As a kid, I always imagined that a broken heart was a joke and that people were exaggerating. I now realize that it hurts bad. It hurts like a *****.

This post is a rant.

I've reached a point where I'm done with relationships and trusting people altogether.

I don't get one thing though. Why hurt and play with a person who did nothing to you? My ex burned 4 years of my life. I thought she was the one and got in a long distance relationship with her to realize that I was never loved at all at the end of 4 years. I was dumped a million times in 4 years but I never left her side. I never wanted to see her hurt and despite everything I fought to be with her but at the end of 4 years this is what I was told "Our Interests are different. I tried working out with you but I guess I can't do it anymore." Wow that after 4 f****** years. The irony is she only stayed with me because her ex and I shared the same race but I was just the unsuitable replacement.

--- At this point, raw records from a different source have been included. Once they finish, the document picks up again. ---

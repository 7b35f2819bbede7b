//! What a reflow cycle did to the page sequence

use smallvec::SmallVec;

use crate::caret::CaretPlacement;
use crate::error::ReflowError;
use crate::pages::PageId;

/// Record of one completed controller operation.
///
/// The facade replays it against the editing surface: pushes content for
/// changed and created pages, drops removed ones, moves focus to `caret`.
#[derive(Debug, Clone, Default, PartialEq)]
pub struct ReflowOutcome {
    /// Existing pages whose content was rewritten
    pub changed: SmallVec<[PageId; 4]>,
    /// Pages inserted, in sequence order of creation
    pub created: SmallVec<[PageId; 2]>,
    pub removed: SmallVec<[PageId; 2]>,
    /// Pages left overflowing because nothing smaller could be cut off
    pub degraded: SmallVec<[PageId; 2]>,
    /// Non-fatal conditions met along the way
    pub warnings: Vec<ReflowError>,
    /// Caret relocation requested by the operation
    pub caret: Option<CaretPlacement>,
    /// A resize arrived while settling and was queued for `poll`
    pub relayout_deferred: bool,
}

impl ReflowOutcome {
    pub fn mark_changed(&mut self, id: PageId) {
        if !self.changed.contains(&id) && !self.created.contains(&id) {
            self.changed.push(id);
        }
    }

    pub fn mark_created(&mut self, id: PageId) {
        self.created.push(id);
    }

    /// A page that was created within the same cycle simply never existed
    pub fn mark_removed(&mut self, id: PageId) {
        self.changed.retain(|changed| *changed != id);
        self.degraded.retain(|degraded| *degraded != id);
        if let Some(pos) = self.created.iter().position(|created| *created == id) {
            self.created.remove(pos);
        } else {
            self.removed.push(id);
        }
    }

    pub fn mark_degraded(&mut self, id: PageId, warning: ReflowError) {
        if !self.degraded.contains(&id) {
            self.degraded.push(id);
        }
        self.warnings.push(warning);
    }

    /// Pages were split, merged, created or removed
    pub fn is_structural(&self) -> bool {
        !self.created.is_empty() || !self.removed.is_empty() || self.changed.len() > 1
    }

    pub fn has_changes(&self) -> bool {
        !self.changed.is_empty() || !self.created.is_empty() || !self.removed.is_empty()
    }

    /// Fold a later outcome into this one
    pub fn absorb(&mut self, later: ReflowOutcome) {
        for id in later.created {
            self.mark_created(id);
        }
        for id in later.changed {
            self.mark_changed(id);
        }
        for id in later.removed {
            self.mark_removed(id);
        }
        for id in later.degraded {
            if !self.degraded.contains(&id) {
                self.degraded.push(id);
            }
        }
        self.warnings.extend(later.warnings);
        if later.caret.is_some() {
            self.caret = later.caret;
        }
        self.relayout_deferred |= later.relayout_deferred;
    }
}

#[cfg(test)]
mod tests {
    use super::*;

    #[test]
    fn test_changed_is_deduplicated() {
        let mut outcome = ReflowOutcome::default();
        outcome.mark_changed(PageId(1));
        outcome.mark_changed(PageId(1));
        assert_eq!(outcome.changed.as_slice(), &[PageId(1)]);
        assert!(!outcome.is_structural());
        assert!(outcome.has_changes());
    }

    #[test]
    fn test_created_then_removed_cancels() {
        let mut outcome = ReflowOutcome::default();
        outcome.mark_created(PageId(2));
        outcome.mark_changed(PageId(2));
        assert!(outcome.changed.is_empty());

        outcome.mark_removed(PageId(2));
        assert!(outcome.created.is_empty());
        assert!(outcome.removed.is_empty());
        assert!(!outcome.has_changes());
    }

    #[test]
    fn test_two_changed_pages_is_structural() {
        let mut outcome = ReflowOutcome::default();
        outcome.mark_changed(PageId(1));
        outcome.mark_changed(PageId(2));
        assert!(outcome.is_structural());
    }

    #[test]
    fn test_absorb_keeps_latest_caret() {
        let mut first = ReflowOutcome::default();
        first.mark_changed(PageId(1));
        let mut later = ReflowOutcome::default();
        later.mark_removed(PageId(3));
        later.caret = Some(CaretPlacement {
            page_id: PageId(1),
            offset: 4,
        });

        first.absorb(later);
        assert_eq!(first.removed.as_slice(), &[PageId(3)]);
        assert_eq!(first.caret.map(|c| c.offset), Some(4));
    }
}
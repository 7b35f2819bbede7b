//! Layout context and height measurement

mod context;
pub mod font;
mod measure;
mod oracle;

pub use context::{
    mm_to_units, LayoutContext, LayoutProvider, Margins, PageDimensions, DEFAULT_FONT_SIZE,
    LINE_HEIGHT_FACTOR, PAGE_BREAK_BUFFER, UNITS_PER_INCH,
};
pub use font::FontMetrics;
pub use measure::MetricsOracle;
pub use oracle::{MeasurementOracle, StyleContext};
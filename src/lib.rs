//! Pageflow: measurement-driven pagination for paged rich-text editors
//!
//! This crate keeps a document split into fixed-height pages while it is
//! edited:
//! - Overflow is cut at the largest prefix that fits, snapped back to a line
//!   or word boundary, and cascaded into the following pages
//! - Blank pages merge away on backspace
//! - Resize and font changes relayout every page front to back
//! - Heights come from a host-supplied [`MeasurementOracle`]
//!
//! [`Paginator`] ties the pieces together for a host that forwards
//! [`SurfaceEvent`]s; the lower-level [`ReflowController`] can be driven
//! directly.

pub mod caret;
pub mod content;
pub mod error;
pub mod layout;
pub mod pages;
pub mod reflow;
pub mod split;
pub mod wasm;

// Re-export WASM types for direct use
pub use wasm::WasmPaginator;

// Re-export primary types
pub use caret::{CaretAnchor, CaretPlacement, CaretPosition, EditingSurface, NullSurface};
pub use content::{DocumentStats, Fragment, Token};
pub use error::{MeasureError, ReflowError};
pub use layout::{
    LayoutContext, LayoutProvider, Margins, MeasurementOracle, MetricsOracle, PageDimensions,
    StyleContext,
};
pub use pages::{Page, PageId, PageSequence, PageSnapshot};
pub use reflow::{
    Clock, ManualClock, ReflowConfig, ReflowController, ReflowOutcome, ReflowState, SystemClock,
};
pub use split::{ContentSplitter, SplitResult};

use serde::{Deserialize, Serialize};

/// Notifications from the host's editing surface and container
#[derive(Debug, Clone, PartialEq, Serialize, Deserialize)]
#[serde(tag = "type", rename_all = "camelCase")]
pub enum SurfaceEvent {
    #[serde(rename_all = "camelCase")]
    ContentChanged { page_id: PageId, content: String },
    /// Backspace pressed at offset 0 of a page
    #[serde(rename_all = "camelCase")]
    BackspaceAtStart { page_id: PageId },
    #[serde(rename_all = "camelCase")]
    FocusAcquired { page_id: PageId },
    /// Geometry is re-read from the layout provider
    ContainerResized,
    #[serde(rename_all = "camelCase")]
    FontSizeChanged { font_size: f32 },
}

/// A paginated document bound to its oracle and editing surface
pub struct Paginator<O: MeasurementOracle, S: EditingSurface> {
    pages: PageSequence,
    controller: ReflowController,
    oracle: O,
    surface: S,
    provider: Box<dyn LayoutProvider>,
    /// Font size from the last accepted font change; the provider only
    /// supplies geometry after that
    font_size: Option<f32>,
}

impl<O: MeasurementOracle, S: EditingSurface> Paginator<O, S> {
    /// Paginate `initial` with a default controller
    pub fn new(
        initial: &str,
        oracle: O,
        surface: S,
        provider: impl LayoutProvider + 'static,
    ) -> Self {
        let controller = ReflowController::new(provider.layout_context());
        Self::with_controller(initial, oracle, surface, provider, controller)
    }

    /// Paginate `initial` with a preconfigured controller
    pub fn with_controller(
        initial: &str,
        oracle: O,
        surface: S,
        provider: impl LayoutProvider + 'static,
        controller: ReflowController,
    ) -> Self {
        let mut paginator = Self {
            pages: PageSequence::new(initial),
            controller,
            oracle,
            surface,
            provider: Box::new(provider),
            font_size: None,
        };
        let first = paginator.pages.first().id();
        paginator
            .surface
            .set_content(first, &paginator.pages.first().markup());
        paginator.relayout();
        paginator
    }

    /// Dispatch one surface event and replay the result onto the surface.
    ///
    /// Never fails: rejected or failed operations are logged and returned
    /// as warnings with the pages untouched.
    pub fn handle(&mut self, event: SurfaceEvent) -> ReflowOutcome {
        log::debug!("surface event {:?}", event);
        let pages = &mut self.pages;
        let oracle = &self.oracle;
        let (result, echo) = match event {
            SurfaceEvent::ContentChanged { page_id, content } => (
                self.controller
                    .on_content_changed(pages, oracle, page_id, &content),
                Some(page_id),
            ),
            SurfaceEvent::BackspaceAtStart { page_id } => (
                self.controller.on_backspace_at_page_start(pages, page_id),
                None,
            ),
            SurfaceEvent::FocusAcquired { page_id } => {
                (self.controller.on_focus_acquired(pages, page_id), None)
            }
            SurfaceEvent::ContainerResized => {
                let mut layout = self.provider.layout_context();
                if let Some(font_size) = self.font_size {
                    layout = layout.with_font_size(font_size);
                }
                (
                    self.controller.on_container_resize(pages, oracle, layout),
                    None,
                )
            }
            SurfaceEvent::FontSizeChanged { font_size } => {
                let result = self
                    .controller
                    .on_font_size_change(pages, oracle, font_size);
                if font_size.is_finite() && font_size > 0.0 {
                    self.font_size = Some(font_size);
                }
                (result, None)
            }
        };

        let mut outcome = self.publish(result, echo);
        // a queued relayout runs as soon as the controller is idle again
        outcome.absorb(self.poll());
        outcome
    }

    /// Run a queued relayout once the settle delay has passed, or drop
    /// blank pages in the middle of the document
    pub fn poll(&mut self) -> ReflowOutcome {
        let result = self.controller.poll(&mut self.pages, &self.oracle);
        self.publish(result, None)
    }

    /// Relayout every page against the provider's current geometry
    pub fn relayout(&mut self) -> ReflowOutcome {
        self.handle(SurfaceEvent::ContainerResized)
    }

    pub fn cleanup_empty_pages(&mut self) -> ReflowOutcome {
        let result = self.controller.cleanup_empty_pages(&mut self.pages);
        self.publish(result, None)
    }

    pub fn insert_page_after(&mut self, after: PageId, content: &str) -> ReflowOutcome {
        let result =
            self.controller
                .insert_page_after(&mut self.pages, &self.oracle, after, content);
        self.publish(result, None)
    }

    pub fn remove_page(&mut self, page_id: PageId) -> ReflowOutcome {
        let result = self.controller.remove_page(&mut self.pages, page_id);
        self.publish(result, None)
    }

    pub fn pages(&self) -> &PageSequence {
        &self.pages
    }

    pub fn snapshot(&self) -> Vec<PageSnapshot> {
        self.pages.snapshot()
    }

    pub fn active_page_id(&self) -> PageId {
        self.pages.active_page_id()
    }

    /// All pages joined back into one document
    pub fn document_content(&self) -> String {
        self.pages.document_content()
    }

    pub fn stats(&self) -> DocumentStats {
        self.pages.stats()
    }

    pub fn layout(&self) -> &LayoutContext {
        self.controller.layout()
    }

    /// Line-number gutter length for the current layout
    pub fn max_lines(&self) -> usize {
        self.controller.layout().max_lines()
    }

    pub fn state(&self) -> ReflowState {
        self.controller.state()
    }

    pub fn controller(&self) -> &ReflowController {
        &self.controller
    }

    pub fn surface(&self) -> &S {
        &self.surface
    }

    pub fn surface_mut(&mut self) -> &mut S {
        &mut self.surface
    }

    pub fn oracle(&self) -> &O {
        &self.oracle
    }

    /// Turn an operation result into an outcome and push it to the surface.
    /// `echo` is the page whose surface already shows the new content.
    fn publish(
        &mut self,
        result: Result<ReflowOutcome, ReflowError>,
        echo: Option<PageId>,
    ) -> ReflowOutcome {
        let outcome = match result {
            Ok(outcome) => outcome,
            Err(err) => {
                log::warn!("{}", err);
                return ReflowOutcome {
                    warnings: vec![err],
                    ..ReflowOutcome::default()
                };
            }
        };

        for &id in &outcome.removed {
            self.surface.page_removed(id);
        }
        let skip = echo.filter(|_| !outcome.is_structural());
        for &id in outcome.created.iter().chain(outcome.changed.iter()) {
            if Some(id) == skip {
                continue;
            }
            if let Some(page) = self.pages.get(id) {
                self.surface.set_content(id, &page.markup());
            }
        }
        if outcome.caret.is_some() {
            self.controller.caret().apply(&mut self.surface);
        }
        outcome
    }
}

#[cfg(test)]
mod tests {
    use super::*;

    #[derive(Debug, Default)]
    struct RecordingSurface {
        contents: Vec<(PageId, String)>,
        focus: Vec<(PageId, CaretPosition)>,
        removed: Vec<PageId>,
    }

    impl EditingSurface for RecordingSurface {
        fn set_content(&mut self, page_id: PageId, content: &str) {
            self.contents.push((page_id, content.to_string()));
        }

        fn set_focus(&mut self, page_id: PageId, position: CaretPosition) {
            self.focus.push((page_id, position));
        }

        fn page_removed(&mut self, page_id: PageId) {
            self.removed.push(page_id);
        }
    }

    fn lines(count: usize) -> String {
        (1..=count)
            .map(|i| format!("Line {}", i))
            .collect::<Vec<_>>()
            .join("\n")
    }

    fn paginator(initial: &str) -> Paginator<MetricsOracle, RecordingSurface> {
        let controller = ReflowController::new(LayoutContext::a4())
            .with_config(ReflowConfig { settle_delay_ms: 0 });
        Paginator::with_controller(
            initial,
            MetricsOracle::new(),
            RecordingSurface::default(),
            LayoutContext::a4(),
            controller,
        )
    }

    #[test]
    fn test_initial_document_is_paginated() {
        let paginator = paginator(&lines(100));
        assert_eq!(paginator.pages().len(), 3);
        assert_eq!(paginator.document_content(), lines(100));
        assert_eq!(paginator.max_lines(), 46);
        // first page pushed on creation, then again after the split
        assert_eq!(paginator.surface().contents.len(), 4);
    }

    #[test]
    fn test_typing_overflow_moves_focus() {
        let mut paginator = paginator("");
        let first = paginator.active_page_id();

        let outcome = paginator.handle(SurfaceEvent::ContentChanged {
            page_id: first,
            content: lines(47),
        });
        let second = paginator.pages().last().id();
        assert_eq!(outcome.created.as_slice(), &[second]);
        assert_eq!(
            paginator.surface().focus.last(),
            Some(&(second, CaretPosition::Offset(0)))
        );
        assert!(paginator
            .surface()
            .contents
            .contains(&(second, "Line 47".to_string())));
    }

    #[test]
    fn test_in_place_edit_is_not_echoed() {
        let mut paginator = paginator("a");
        let first = paginator.active_page_id();
        let pushed = paginator.surface().contents.len();

        paginator.handle(SurfaceEvent::ContentChanged {
            page_id: first,
            content: "ab".to_string(),
        });
        assert_eq!(paginator.surface().contents.len(), pushed);
        assert_eq!(paginator.document_content(), "ab");
    }

    #[test]
    fn test_errors_become_warnings() {
        let mut paginator = paginator("a");
        let outcome = paginator.handle(SurfaceEvent::BackspaceAtStart {
            page_id: PageId(404),
        });
        assert!(matches!(
            outcome.warnings.as_slice(),
            [ReflowError::InvalidOperation { .. }]
        ));
    }

    #[test]
    fn test_backspace_merges_and_notifies_surface() {
        let mut paginator = paginator("Hello");
        let first = paginator.active_page_id();
        paginator.insert_page_after(first, "");
        let second = paginator.active_page_id();

        paginator.handle(SurfaceEvent::BackspaceAtStart { page_id: second });
        assert_eq!(paginator.surface().removed, vec![second]);
        assert_eq!(
            paginator.surface().focus.last(),
            Some(&(first, CaretPosition::Offset(5)))
        );
    }

    #[test]
    fn test_font_size_event() {
        let mut paginator = paginator(&lines(40));
        paginator.handle(SurfaceEvent::FontSizeChanged { font_size: 20.0 });
        assert_eq!(paginator.pages().len(), 2);
        assert_eq!(paginator.max_lines(), 38);
    }

    #[test]
    fn test_resize_keeps_font_size() {
        let mut paginator = paginator(&lines(40));
        paginator.handle(SurfaceEvent::FontSizeChanged { font_size: 20.0 });
        paginator.handle(SurfaceEvent::ContainerResized);
        assert_eq!(paginator.layout().font_size, 20.0);
        assert_eq!(paginator.pages().len(), 2);

        // rejected sizes do not stick
        paginator.handle(SurfaceEvent::FontSizeChanged { font_size: -3.0 });
        paginator.relayout();
        assert_eq!(paginator.layout().font_size, 20.0);
    }

    #[test]
    fn test_blank_interior_page_is_dropped_after_event() {
        let mut paginator = paginator(&lines(100));
        let ids = paginator.pages().ids();

        let outcome = paginator.handle(SurfaceEvent::ContentChanged {
            page_id: ids[1],
            content: String::new(),
        });
        assert_eq!(outcome.removed.as_slice(), &[ids[1]]);
        assert_eq!(paginator.pages().ids(), vec![ids[0], ids[2]]);
        assert_eq!(paginator.surface().removed, vec![ids[1]]);
    }

    #[test]
    fn test_event_json() {
        let event: SurfaceEvent =
            serde_json::from_str(r#"{"type":"contentChanged","pageId":2,"content":"x"}"#).unwrap();
        assert_eq!(
            event,
            SurfaceEvent::ContentChanged {
                page_id: PageId(2),
                content: "x".to_string()
            }
        );
        let event: SurfaceEvent = serde_json::from_str(r#"{"type":"containerResized"}"#).unwrap();
        assert_eq!(event, SurfaceEvent::ContainerResized);
    }
}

Well I still tried to be with her and she left me as she didn't want me anymore. I tried working it out despite her ghosting me. But I had to drop it when I realized she didn't want me anymore.

Since she didn't want me anymore. I stayed out. You think she'd let me be happy? Nope. She wished me on my birthday for no reason. Again I ignored her to keep my sanity. She still wouldn't stop. She apologized for the "way she left me" because she was "hurt". I ignored her again to just get a call from her. She goes back to being lovey dovey and tells me she loves me to just dump me again the next f****** day. That was the best start of 2020 tbh. Just when I was getting better, I got presented with that.

Now 6 months after that, I got a bit better. Despite having panic attacks and anxiety attacks, I was getting a bit better. Not a lot but some progress from the last one. She contacts me again to "talk". She tells me that she married a few months after leaving me and texted me when "I love you" in January after her abusive husband was beating her. Ironically she texted me in a lovey dovey manner at that time and even during her birthday when she was with him. Yet I am the idiot who wished her.

Seriously F*** me. I'm done with all of this shit altogether. Thanks for f****** me all over again. I hope you stay happy for the way you love breaking me. F*** you.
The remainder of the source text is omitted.